Kind of a start.. I was trained on how to fix these back in the late 70’s. Seems they progressed through various ways to determine the tape position.
Visible leds, ir leds and I think they finally found a more dependable solution using a strip along the edge of the tape loop/channel that changed capacitance, depending on where the tape was.
What most don’t realize, is these were mainly batch machines. When you wanted or needed to run a program an operator would start it and your JCL (Job Control Language) would query the operator to hang a specific tape. If you wrote to tape, then the operator would have to mount another tape for that operation. It likely required a specific disk pack.
When I first leaned this, we did it on punched cards.. finally we got terminals we could write JCL and not have someone punch the cards.
If you used any disk space, you had to tell it cylinder, head and sector and ensure you figured out enough space as it was allocated before the job ran.
Memory was core and was done by hand, each bit having a core with x and y wires running through them. So it was expensive.
8 gB sd card sitting on top of a 64 bit (8 bytes) of core memory… over a million times the storage.
This is a photo of a 32x32 (1024 bits) or 128 bytes of core memory.
Disk storage wasn’t low cost either. One of the machines we had that was discontinued before 1970, before I arrived, held about 5 million 6 bit bytes and I was told the original rental cost was $3200/month back in the mid 60’s. Forgot to mention, these weighted in at about a ton, literally, and required a heavy equipment to move around, not to mention power, controller and cabling. Far cry from a memory stick
We used a number of the Winchester 3030, as they were coined, dual 30mB drives. These were the lowest cost disk drives available. They also cost about 3 to 4k a month or just under $200k if you purchased them outright.

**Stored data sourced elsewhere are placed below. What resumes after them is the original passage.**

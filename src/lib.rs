//! Bluetooth LE ECG sensor monitor.
//!
//! A [`session::Session`] is opened with [`session::connect_sensor`], after which
//! the sampling interval is managed by an [`interval::IntervalController`] and the
//! voltage notifications are decoded by an [`ecg::EcgStream`]. Everything talks to
//! the radio through the [`transport::Transport`] trait, implemented over btleplug
//! in [`btle`] and in memory in [`sim`].

pub mod btle;
pub mod ecg;
pub mod error;
pub mod interval;
pub mod manager;
pub mod negotiator;
pub mod options;
pub mod recording;
pub mod session;
pub mod signal;
pub mod sim;
pub mod transport;

pub use ecg::{EcgStream, Sample};
pub use error::{ConnectError, FrameError, IntervalError, NegotiationError, StreamError, TransportError};
pub use interval::IntervalController;
pub use options::SensorOptions;
pub use recording::Recording;
pub use session::{connect_sensor, Session, SessionState, TeardownReport};
pub use transport::{DeviceFilter, Transport};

When we got terminal access, it always told us cpu, disk and memory usage and what it cost.
Boy things have changed and will continue to do so at a much faster rate.
A walk down memory lane for me. I designed storage and other peripherals for my entire career.
.. and there was this!! https://youtu.be/hY5OmDLJJPU?si=LIFW3NYZokC6JPk8
@jkwilborn Thanks for sharing your memories and expertise with us!
@donkjr That tape drive library is truly amazing!
Before the tape library, in big data centers operators on roller skates would retrieve from storage and then mount tapes when requested from the IBM console. As a programmer you had to request a tape mount to run a program.
When we first started, experts laughed at the notion of installing a huge silo in a data center.
Ah, so that’s how they used to run DOOM on mainframes.
The 90s were nuts for storage system designers no doubt. So many technological advances that by the time you got a system out it was obsoleted.
Nothing changes…
In my almost 50 years in these machines, the hardware becomes obsolete and is disposed of before all of the available hardware items are implemented in software. Software never seems to catch up.
We are now and have been for decades, a data generation.
Honeywell had a mass storage device, don’t remember the exact name. Used cartridges that had nearly 70mm wide tape. The machine took the cartridge, picked by vacuum and opened it internally to read it. Full of greasy go-rounds.
I had friends working at Honeywell in the mid 70’s and they gave me the back door to the Mainframe so I could run adventure from a VT-100 terminal and 300 Baud modem.
I used to have the original B source code for adventure cave game.
I was at I-17 and Thunderbird.
Used to bring Datel (IBM Selectric) console home and connected at 134.5 baud, I think…
In the late 80s I was working towards a EE degree and switched to CompSci because I saw hardware getting generic and software being the innovative workhorse. Worked my way though schooling as an electronics tech after years as an auto mechanic. The robotics revolution we’re having has been fun to watch.
Cool! It was rogue on HPUX in the 80s for me.
To continue the saga. We designed tape disk and printer peripherals @ StorageTek.
The market drive was for higher-density disks. We drove the disk technology too far and started taking down data centers due to crashing heads. The company had to enter chapter 11. The new tape library design brought us out of the chapter.
We swore never to crash a disk again … enter RAID storage and ICEBURG, 100-400 GB for a few million $. [The solid state drive in my $1K desktop is 1TB]
Even though I was not an employee of Honeywell, I played on their volleyball team.